O kız kim?

176 8 0
                                    

Evet, yine bir okul günü ve her öğrenci gibi benim de nefret ettiğim sıradan bir pazartesi sabahı. Hayır asıl sorun kalkmak değil, Emre'yi kaldırmak... Berke ve ben ayaklarından tutup yerde sürüklemezsek hayatta kalkmaz. Öyle ciddi birşey değil altı üstü okula gideceğiz ne senin derdin anlamıyorum ki. Neyse sonunda Emre'yi lavaboya atıp salona geçtik. Ozan her gün yaptığı gibi en erken kalkıp üstünü giymiş ve burnundan soluyarak bizi bekliyor. Berke, sırf Efsun geç gittiği için trip atar diye kalktığından hala yarı uyur vaziyette. Ben mi? Hala bir ders kitabım eksik mi diye çantamı kontrol ediyorum. Yaklaşık on dakika sonra Emre jilet gibi hazır çıktı odadan. Bundaki karizmanın onda biri bende olsa okumam, hayatıma sinema yıldızı olarak devam ederim o derece. Neyse sonunda Ozan sinirle çatasını aldı ve sinirle birkaç küfür mırıldanarak dışarı çıktı. Bizde her zamanki gibi sabah muhabbeti ile Emre'nin arabasına doğru ilerledik. Ozan hala sinirli ama sakinliğini korumaya çalışıyor, bu hali gerçekten çok komik. Ama bugün ayrı bir asabi. Arabaya sürücü olarak Emre ve yanına Berke bindikten sonra biz de  Ozan'la arkaya geçtik,merakıma yenilip Ozan'a döndüm,

"Ozan hayırdır abi bugün sende birşey var."
"Yok birşey" deyip kestirip attı. Sonra yüzüne baktım, gözlerinin altı şişmiş ve yüzünün rengi solmuş.
"Abi emin misin bak suratın değişmiş, tuhaf görünüyorsun" dedim. Sinirle bana döndü ve
"Sanane lan, dön sen önüne. Karışma benim yüzüme falan." dedi. Üstelemedim ama sinirli olduğu her hareketinden belliydi, önüme döndüm ve Emre'nin Ozan'a baktığını gördüm, şu haliyle gerçekten ürkütücüydü. Biraz sonra okula geldik ve Ozan hiçbir şey demeden sınıfına gitti. Biz de Emre'yle aynı sınıfa doğru ilerledik. Benim boyum Emre'den daha uzun olduğu için karşıdan gelen Selin'i görmemişti. Hemen yanımızdaki sınıfa doğru itekledim, bana tuhaf tuhaf bakmasını kesmek adına
"Selin" dedim "Selin'i gördüm". Hemen başını onaylar anlamda salladı, ben de sınıfa şöyle bir göz attım.
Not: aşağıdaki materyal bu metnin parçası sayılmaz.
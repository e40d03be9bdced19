//! Behaviour of the concrete passive abilities on a live board.
mod common;

use std::sync::Arc;

use common::{ScriptedRng, SharedPlayer, SharedPool};
use dice_core::{
    Board, CombatConfig, CombatEnv, DiceRng, DiceTemplate, EffectRecord, InstantProjectiles,
    PassiveKind, Position,
};

fn board(pool: &SharedPool, rng: impl DiceRng + 'static) -> Board {
    let env = CombatEnv::new()
        .with_targets(pool.clone())
        .with_projectiles(InstantProjectiles::new());
    Board::new(CombatConfig::default(), env, rng)
}

fn with_passive(id: &str, sides: u32, kind: PassiveKind) -> Arc<DiceTemplate> {
    Arc::new(DiceTemplate::new(id, sides, 1.0, 1.0).with_passive(kind))
}

fn damage_of(board: &mut Board, id: dice_core::DiceId) -> f32 {
    let outcome = board.fire_once(id).unwrap();
    outcome.report().unwrap().total_damage
}

#[test]
fn gambler_multiplies_only_max_faces() {
    let pool = SharedPool::default();
    pool.spawn(Position::ORIGIN, 10_000.0);
    let mut board = board(&pool, ScriptedRng::new([6, 5, 6], []));
    let id = board
        .place(
            with_passive("gambler", 6, PassiveKind::Gambler {
                max_roll_multiplier: 3.0,
            }),
            Position::new(0.0, 3.0),
        )
        .unwrap();

    assert_eq!(damage_of(&mut board, id), 18.0);
    assert_eq!(damage_of(&mut board, id), 5.0);
    assert_eq!(damage_of(&mut board, id), 18.0);
}

#[test]
fn overcharge_counts_casts_and_resets_each_combat() {
    let pool = SharedPool::default();
    pool.spawn(Position::ORIGIN, 10_000.0);
    let mut board = board(&pool, ScriptedRng::new([2; 8], []));
    let id = board
        .place(
            with_passive("capacitor", 6, PassiveKind::Overcharge {
                every: 3,
                multiplier: 4.0,
            }),
            Position::new(0.0, 3.0),
        )
        .unwrap();

    let damage: Vec<f32> = (0..4).map(|_| damage_of(&mut board, id)).collect();
    assert_eq!(damage, vec![2.0, 2.0, 8.0, 2.0]);

    // A new combat restarts the count.
    board.start_combat();
    let damage: Vec<f32> = (0..3).map(|_| damage_of(&mut board, id)).collect();
    assert_eq!(damage, vec![2.0, 2.0, 8.0]);
}

#[test]
fn executioner_primes_the_next_cast_after_a_kill() {
    let pool = SharedPool::default();
    pool.spawn(Position::ORIGIN, 3.0);
    pool.spawn(Position::new(1.0, 0.0), 1000.0);
    let mut board = board(&pool, ScriptedRng::new([4, 4, 4], []));
    let id = board
        .place(
            with_passive("reaper", 6, PassiveKind::Executioner { bonus_damage: 10.0 }),
            Position::new(0.0, 3.0),
        )
        .unwrap();

    // Kills the 3 hp target (dealt is capped), then the bonus is spent once.
    assert_eq!(damage_of(&mut board, id), 3.0);
    assert_eq!(damage_of(&mut board, id), 14.0);
    assert_eq!(damage_of(&mut board, id), 4.0);
}

#[test]
fn vampiric_and_shield_feed_the_player() {
    let pool = SharedPool::default();
    pool.spawn(Position::ORIGIN, 1000.0);
    let player = SharedPlayer::default();
    let env = CombatEnv::new()
        .with_targets(pool.clone())
        .with_projectiles(InstantProjectiles::new())
        .with_player(player.clone());
    let mut board = Board::new(CombatConfig::default(), env, ScriptedRng::new([5, 4], []));

    let leech = board
        .place(
            with_passive("leech", 6, PassiveKind::Vampiric { ratio: 0.2 }),
            Position::new(0.0, 3.0),
        )
        .unwrap();
    let ward = board
        .place(
            with_passive("ward", 6, PassiveKind::Shield { ratio: 0.5 }),
            Position::new(5.0, 3.0),
        )
        .unwrap();

    board.fire_once(leech).unwrap();
    board.fire_once(ward).unwrap();

    let ledger = player.ledger();
    assert!((ledger.healed - 1.0).abs() < 1e-6);
    assert_eq!(ledger.shielded, 2.0);
    assert_eq!(ledger.shield_events, 1);
    assert!(board.drain_effects().iter().any(|record| matches!(
        record,
        EffectRecord::Shielded { source, amount } if *source == ward && *amount == 2.0
    )));
}

#[test]
fn growth_rewards_only_the_survivor() {
    let pool = SharedPool::default();
    let mut board = board(&pool, ScriptedRng::default());
    let template = with_passive("sprout", 6, PassiveKind::Growth {
        damage_per_merge: 2.5,
    });
    let a = board.place(Arc::clone(&template), Position::ORIGIN).unwrap();
    let b = board.place(template, Position::new(1.0, 0.0)).unwrap();

    board.merge(a, b).unwrap();

    let stats = board.stats(b).unwrap();
    assert_eq!(stats.base_damage, 3.5);
    assert_eq!(stats.upgrade_level, 1);
}

#[test]
fn bloodlust_stacks_to_its_cap_then_resets() {
    let pool = SharedPool::default();
    for i in 0..10 {
        pool.spawn(Position::new(i as f32, 0.0), 1.0);
    }
    let mut board = board(&pool, ScriptedRng::default());
    let id = board
        .place(
            Arc::new(DiceTemplate::new("berserker", 6, 1.0, 2.0).with_passive(
                PassiveKind::Bloodlust {
                    haste_per_kill: 1.0,
                    max_stacks: 3,
                },
            )),
            Position::new(0.0, 3.0),
        )
        .unwrap();

    // Kills outside combat grant nothing.
    board.fire_once(id).unwrap();
    assert_eq!(board.stats(id).unwrap().fire_interval, 2.0);

    board.start_combat();
    for _ in 0..5 {
        board.fire_once(id).unwrap();
    }
    // 2.0 / 2^3
    assert_eq!(board.stats(id).unwrap().fire_interval, 0.25);

    board.end_combat();
    let stats = board.stats(id).unwrap();
    assert_eq!(stats.fire_interval, 2.0);
    assert_eq!(stats.base_fire_interval, 2.0);
}

#[test]
fn aura_survives_combat_cycles_and_scales_with_level() {
    let pool = SharedPool::default();
    pool.spawn(Position::ORIGIN, 1_000_000.0);
    let mut board = board(&pool, ScriptedRng::default());
    let aura = Arc::new(
        DiceTemplate::new("drum", 4, 1.0, 1.0)
            .with_passive(PassiveKind::AttackSpeedAura {
                bonus: 0.25,
                bonus_per_level: 0.25,
            })
            .support_only(),
    );
    let shooter = board
        .place(
            Arc::new(DiceTemplate::new("d6", 6, 1.0, 1.5)),
            Position::new(0.0, 1.0),
        )
        .unwrap();
    let a = board.place(Arc::clone(&aura), Position::ORIGIN).unwrap();
    let b = board.place(aura, Position::new(1.0, 0.0)).unwrap();

    // Two auras, each 1.25: 1.5 / 1.5625
    let interval = |board: &Board| board.stats(shooter).unwrap().fire_interval;
    assert!((interval(&board) - 0.96).abs() < 1e-5);

    for _ in 0..3 {
        board.start_combat();
        assert!((interval(&board) - 0.96).abs() < 1e-5);
        board.advance(0.1);
        board.end_combat();
        assert!((interval(&board) - 0.96).abs() < 1e-5);
    }

    // Merging lifts the survivor to level 1: bonus 0.5, one source left.
    board.merge(a, b).unwrap();
    assert_eq!(board.buffs().source_count(shooter), 1);
    assert!((interval(&board) - 1.0).abs() < 1e-6);

    board.remove(b).unwrap();
    assert_eq!(interval(&board), 1.5);
}

#[test]
fn attacking_aura_hastes_only_during_combat() {
    let pool = SharedPool::default();
    pool.spawn(Position::ORIGIN, 1_000_000.0);
    let mut board = board(&pool, ScriptedRng::default());
    let drum = with_passive(
        "war_drum",
        4,
        PassiveKind::AttackSpeedAura {
            bonus: 0.5,
            bonus_per_level: 0.0,
        },
    );
    let plain = || Arc::new(DiceTemplate::new("d6", 6, 1.0, 1.5));

    board.place(drum, Position::ORIGIN).unwrap();
    let early = board.place(plain(), Position::new(1.0, 0.0)).unwrap();
    assert_eq!(board.buffs().source_count(early), 0);

    board.start_combat();
    assert_eq!(board.buffs().source_count(early), 1);
    assert_eq!(board.stats(early).unwrap().fire_interval, 1.0);
    let joined = board.place(plain(), Position::new(0.0, 1.0)).unwrap();
    assert_eq!(board.buffs().source_count(joined), 1);

    board.end_combat();
    let late = board.place(plain(), Position::new(-1.0, 0.0)).unwrap();
    for id in [early, joined, late] {
        assert_eq!(board.buffs().source_count(id), 0);
        assert_eq!(board.stats(id).unwrap().fire_interval, 1.5);
    }

    board.start_combat();
    for id in [early, joined, late] {
        assert_eq!(board.buffs().source_count(id), 1);
    }
}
En arka sırada bir kız oturuyordu, tek başınaydı ve kulaklıkla müzik dinliyordu. Bir süre onu izledim ama pek dikkatini çekemedim, gerçi kimse dikkatini çekmiyordu. Sadece oturmuş ileriyi izliyordu. Sonra Emre beni kolumdan tutup dışarı çıkardı ve
" Gitmiştir o hadi sınıfa gidelim"
birşey demeye kalmadan sınıfa girdik.

Ders işlendi, işlendi diyorum çünkü ben dinlemedim, aslında zaten bildiğim konulardı ve Tarih gerçekten ilgimi çekmiyordu. Selin, Emre'nin eski kız arkadaşıydı. Tahminime ve de Emre'nin anlatımıyla öncesinde platonik olan duyguları sonradan saplantıya dönüşmüş. Şimdi de peşini bırakmıyor işte. Neyse Emre'nin de belası bu oldu işte.
Derslerin bitiminde (sonunda) çıkışa doğru ilerlerken kapıda aynı kızı gördüm ve olduğum yerde kalakaldım. Kimseyi umursamıyor, kimseye bakmıyor, gözlerinin önündeki hayali, sabit bir noktaya bakarak ilerliyordu ve kulağında yine kulaklığı vardı.
Nedense sonradan yanımda bir ses duydum, kim olabilir tabiki Berke,

"Nereye bakıyorsun oğlum iki saattir, yürüsene!" Elimle giden kızı gösterdim,
"O kız kim". Ve gruptaki tüm gözler gösterdiğim yere çevrildi.